Faz parte das poucas mulheres que viveram uma vida tranquila e sem grandes restrições durante a ditadura salazarista. Maria do Carmo tem 71 anos e nasceu a 7 de março de 1953. Fruto de uma relação entre pequenas aldeias, de mãe doméstica e pai dono de uma mercearia, Carmo cresceu no concelho de Oliveira de Azeméis.
Maria do Carmo, desde muito cedo, teve a certeza da sua verdadeira vocação. Era a aluna mais hábil a resolver contas e problemas matemáticos e hoje é economista. Carmita, como muitos lhe chamam, define-se desta forma: "Sou comunicativa e estou sempre pronta a ajudar os outros", oriunda de uma família muito moderna para a época e "educada como uma princesa".

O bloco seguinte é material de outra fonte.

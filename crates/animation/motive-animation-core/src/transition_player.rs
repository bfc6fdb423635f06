#![allow(dead_code)]
//! The per-transition player wrapper.
//!
//! Between `trigger()` and the flush that builds real players, a transition
//! is represented by a queued wrapper keyed by (node, namespace, trigger).
//! Callback registrations made while queued are buffered and drained onto the
//! real player exactly once at attach; destroying a never-attached wrapper is
//! a driver no-op that still runs the buffered lifecycle.

use std::cell::{Cell, RefCell};
use std::mem;
use std::rc::Rc;

use motive_api_core::events::PlayerPhase;
use motive_api_core::player::{AnimationPlayer, PlayerCallback};
use motive_api_core::tasks::Microtasks;

use crate::ids::{NamespaceId, NodeId};

pub type PlayerRc = Rc<TransitionAnimationPlayer>;

enum InnerPlayer {
    Queued {
        buffered: Vec<(PlayerPhase, PlayerCallback)>,
    },
    Attached {
        /// None only while an operation is in flight on the player, so that
        /// callbacks fired by the player may re-enter this wrapper.
        player: Option<Box<dyn AnimationPlayer>>,
    },
}

pub struct TransitionAnimationPlayer {
    pub namespace_id: NamespaceId,
    pub trigger_name: String,
    pub element: NodeId,
    inner: RefCell<InnerPlayer>,
    deferred: RefCell<Vec<(PlayerPhase, PlayerCallback)>>,
    destroyed: Cell<bool>,
    inner_destroyed: Cell<bool>,
    pub mark_for_destroy: Cell<bool>,
    pub disabled: Cell<bool>,
    total_time: Cell<f32>,
}

fn listen_on(player: &mut Box<dyn AnimationPlayer>, phase: PlayerPhase, cb: PlayerCallback) {
    match phase {
        PlayerPhase::Start => player.on_start(cb),
        PlayerPhase::Done => player.on_done(cb),
        PlayerPhase::Destroy => player.on_destroy(cb),
    }
}

impl TransitionAnimationPlayer {
    pub fn new(namespace_id: NamespaceId, trigger_name: &str, element: NodeId) -> PlayerRc {
        Rc::new(Self {
            namespace_id,
            trigger_name: trigger_name.to_string(),
            element,
            inner: RefCell::new(InnerPlayer::Queued {
                buffered: Vec::new(),
            }),
            deferred: RefCell::new(Vec::new()),
            destroyed: Cell::new(false),
            inner_destroyed: Cell::new(false),
            mark_for_destroy: Cell::new(false),
            disabled: Cell::new(false),
            total_time: Cell::new(0.0),
        })
    }

    pub fn queued(&self) -> bool {
        matches!(&*self.inner.borrow(), InnerPlayer::Queued { .. })
    }

    pub fn destroyed(&self) -> bool {
        self.destroyed.get()
    }

    pub fn total_time(&self) -> f32 {
        self.total_time.get()
    }

    pub fn override_total_time(&self, total_time: f32) {
        self.total_time.set(total_time);
    }

    /// The single queued -> attached transition. Buffered registrations are
    /// drained onto the real player; repeat calls are ignored.
    pub fn set_real_player(&self, mut player: Box<dyn AnimationPlayer>) {
        let buffered = {
            let mut inner = self.inner.borrow_mut();
            match &mut *inner {
                InnerPlayer::Attached { .. } => return,
                InnerPlayer::Queued { buffered } => mem::take(buffered),
            }
        };
        for (phase, cb) in buffered {
            listen_on(&mut player, phase, cb);
        }
        self.total_time.set(player.total_time());
        *self.inner.borrow_mut() = InnerPlayer::Attached {
            player: Some(player),
        };
        if self.destroyed.get() && !self.inner_destroyed.get() {
            self.inner_destroyed.set(true);
            self.with_player(|p| p.destroy());
        }
    }

    pub fn register(&self, phase: PlayerPhase, cb: PlayerCallback) {
        let mut inner = self.inner.borrow_mut();
        match &mut *inner {
            InnerPlayer::Queued { buffered } => buffered.push((phase, cb)),
            InnerPlayer::Attached { player: Some(p) } => listen_on(p, phase, cb),
            InnerPlayer::Attached { player: None } => {
                drop(inner);
                self.deferred.borrow_mut().push((phase, cb));
            }
        }
    }

    pub fn on_start(&self, cb: PlayerCallback) {
        self.register(PlayerPhase::Start, cb);
    }

    pub fn on_done(&self, cb: PlayerCallback) {
        self.register(PlayerPhase::Done, cb);
    }

    pub fn on_destroy(&self, cb: PlayerCallback) {
        self.register(PlayerPhase::Destroy, cb);
    }

    fn with_player(&self, op: impl FnOnce(&mut Box<dyn AnimationPlayer>)) {
        let taken = {
            let mut inner = self.inner.borrow_mut();
            match &mut *inner {
                InnerPlayer::Attached { player } => player.take(),
                InnerPlayer::Queued { .. } => None,
            }
        };
        if let Some(mut player) = taken {
            op(&mut player);
            self.restore(player);
        }
    }

    fn restore(&self, mut player: Box<dyn AnimationPlayer>) {
        loop {
            let deferred = mem::take(&mut *self.deferred.borrow_mut());
            if deferred.is_empty() {
                break;
            }
            for (phase, cb) in deferred {
                listen_on(&mut player, phase, cb);
            }
        }
        if let InnerPlayer::Attached { player: slot } = &mut *self.inner.borrow_mut() {
            *slot = Some(player);
        }
        if self.destroyed.get() && !self.inner_destroyed.get() {
            self.inner_destroyed.set(true);
            self.with_player(|p| p.destroy());
        }
    }

    pub fn init(&self) {
        self.with_player(|p| p.init());
    }

    pub fn has_started(&self) -> bool {
        match &*self.inner.borrow() {
            InnerPlayer::Queued { .. } => false,
            InnerPlayer::Attached { player: Some(p) } => p.has_started(),
            InnerPlayer::Attached { player: None } => false,
        }
    }

    pub fn play(&self) {
        self.with_player(|p| p.play());
    }

    pub fn pause(&self) {
        self.with_player(|p| p.pause());
    }

    pub fn restart(&self) {
        self.with_player(|p| p.restart());
    }

    pub fn finish(&self) {
        let queued_done = {
            let mut inner = self.inner.borrow_mut();
            match &mut *inner {
                InnerPlayer::Queued { buffered } => {
                    let (done, rest): (Vec<_>, Vec<_>) = mem::take(buffered)
                        .into_iter()
                        .partition(|(phase, _)| *phase == PlayerPhase::Done);
                    *buffered = rest;
                    Some(done)
                }
                InnerPlayer::Attached { .. } => None,
            }
        };
        match queued_done {
            Some(done) => {
                for (_, mut cb) in done {
                    cb();
                }
            }
            None => self.with_player(|p| p.finish()),
        }
    }

    pub fn destroy(&self) {
        if self.destroyed.replace(true) {
            return;
        }
        let queued = {
            let mut inner = self.inner.borrow_mut();
            match &mut *inner {
                InnerPlayer::Queued { buffered } => Some(mem::take(buffered)),
                InnerPlayer::Attached { .. } => None,
            }
        };
        match queued {
            Some(mut buffered) => {
                // Replay the no-op lifecycle the buffered callbacks would
                // have seen: start, done, then destroy.
                self.inner_destroyed.set(true);
                for wanted in [PlayerPhase::Start, PlayerPhase::Done, PlayerPhase::Destroy] {
                    for (phase, cb) in buffered.iter_mut() {
                        if *phase == wanted {
                            cb();
                        }
                    }
                }
            }
            None => {
                self.inner_destroyed.set(true);
                self.with_player(|p| p.destroy());
            }
        }
    }

    pub fn reset(&self) {
        self.with_player(|p| p.reset());
    }

    pub fn set_position(&self, position: f32) {
        self.with_player(|p| p.set_position(position));
    }

    pub fn get_position(&self) -> f32 {
        match &*self.inner.borrow() {
            InnerPlayer::Queued { .. } => 0.0,
            InnerPlayer::Attached { player: Some(p) } => p.get_position(),
            InnerPlayer::Attached { player: None } => 0.0,
        }
    }

    pub fn before_destroy(&self) {
        self.with_player(|p| p.before_destroy());
    }

    pub fn trigger_callback(&self, phase: PlayerPhase) {
        self.with_player(|p| p.trigger_callback(phase));
    }
}

/// Chain a parent player's lifecycle into `this`: consumed (skipped) players
/// follow the player that actually animates their subtree. Each forward runs
/// deferred so it never lands while the parent is mid-callback.
pub fn sync_player_events(
    this: &PlayerRc,
    parent: &mut Box<dyn AnimationPlayer>,
    microtasks: &Microtasks,
) {
    let me = this.clone();
    let mt = microtasks.clone();
    parent.on_start(Box::new(move || {
        let me = me.clone();
        mt.schedule(move || me.trigger_callback(PlayerPhase::Start));
    }));
    let me = this.clone();
    let mt = microtasks.clone();
    parent.on_done(Box::new(move || {
        let me = me.clone();
        mt.schedule(move || me.finish());
    }));
    let me = this.clone();
    let mt = microtasks.clone();
    parent.on_destroy(Box::new(move || {
        let me = me.clone();
        mt.schedule(move || me.destroy());
    }));
}

/// Adapter letting a shared transition player stand in wherever a boxed
/// player is required (composite players, previous-player lists).
pub struct SharedPlayer(pub PlayerRc);

impl AnimationPlayer for SharedPlayer {
    fn on_start(&mut self, f: PlayerCallback) {
        self.0.on_start(f);
    }

    fn on_done(&mut self, f: PlayerCallback) {
        self.0.on_done(f);
    }

    fn on_destroy(&mut self, f: PlayerCallback) {
        self.0.on_destroy(f);
    }

    fn init(&mut self) {
        self.0.init();
    }

    fn has_started(&self) -> bool {
        self.0.has_started()
    }

    fn play(&mut self) {
        self.0.play();
    }

    fn pause(&mut self) {
        self.0.pause();
    }

    fn restart(&mut self) {
        self.0.restart();
    }

    fn finish(&mut self) {
        self.0.finish();
    }

    fn destroy(&mut self) {
        self.0.destroy();
    }

    fn reset(&mut self) {
        self.0.reset();
    }

    fn set_position(&mut self, position: f32) {
        self.0.set_position(position);
    }

    fn get_position(&self) -> f32 {
        self.0.get_position()
    }

    fn total_time(&self) -> f32 {
        self.0.total_time()
    }

    fn before_destroy(&mut self) {
        self.0.before_destroy();
    }

    fn trigger_callback(&mut self, phase: PlayerPhase) {
        self.0.trigger_callback(phase);
    }
}

#[cfg(test)]
mod tests {
    use super::*;
    use motive_api_core::player::NoopAnimationPlayer;
    use std::cell::Cell;

    fn counter() -> (Rc<Cell<u32>>, PlayerCallback) {
        let c = Rc::new(Cell::new(0));
        let c2 = c.clone();
        (c, Box::new(move || c2.set(c2.get() + 1)))
    }

    /// it should buffer callbacks while queued and replay them exactly once
    /// on real-player attach
    #[test]
    fn queued_callbacks_replay_once() {
        let player = TransitionAnimationPlayer::new(NamespaceId(0), "t", NodeId(1));
        let (done, on_done) = counter();
        player.on_done(on_done);
        assert!(player.queued());

        player.set_real_player(Box::new(NoopAnimationPlayer::new(100.0, 0.0)));
        assert!(!player.queued());
        assert_eq!(done.get(), 0);
        player.finish();
        assert_eq!(done.get(), 1);
        player.finish();
        assert_eq!(done.get(), 1);
    }

    /// it should fire destroy callbacks exactly once when destroyed while
    /// still queued
    #[test]
    fn queued_destroy_symmetry() {
        let player = TransitionAnimationPlayer::new(NamespaceId(0), "t", NodeId(1));
        let (destroyed, on_destroy) = counter();
        let (done, on_done) = counter();
        player.on_destroy(on_destroy);
        player.on_done(on_done);
        player.destroy();
        player.destroy();
        assert_eq!(destroyed.get(), 1);
        assert_eq!(done.get(), 1);
        assert!(player.destroyed());
    }

    /// it should destroy the real player when destroy was requested from a
    /// callback fired during finish
    #[test]
    fn reentrant_destroy_during_finish() {
        let player = TransitionAnimationPlayer::new(NamespaceId(0), "t", NodeId(1));
        player.set_real_player(Box::new(NoopAnimationPlayer::new(100.0, 0.0)));
        let me = player.clone();
        player.on_done(Box::new(move || me.destroy()));
        let (destroyed, on_destroy) = counter();
        player.on_destroy(on_destroy);
        player.finish();
        assert!(player.destroyed());
        assert_eq!(destroyed.get(), 1);
    }
}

Considera que o 25 de abril de 1974 foi dos dias mais caóticos da sua vida. Estava numa aula de Estatística, na faculdade de Economia do Porto, quando lhe informaram que deveria ir pra casa, pois estava a "dar-se uma revolução". Era estudante na época e foi vista como parte dos salazaristas: "chamavam-nos fascistas e latifundiários. Dias depois do golpe militar, revolucionários fizeram-nos uma espera na faculdade para nos dar uma tareia".
Maria do Carmo, religiosa e devota de alma e coração, sente ter sido uma pessoa privilegiada toda a sua vida, acredita que pôde ter sempre sonhos e possível realizá-los, como ter um piano e aprender a tocar. Filha única, Carmita, cresceu com uma prima que veio viver consigo com apenas três anos de idade: "Ela sempre foi tratada como uma filha e o meu pai fez questão de lhe pagar a licenciatura." "É como uma irmã pra mim" , refere Maria do Carmo.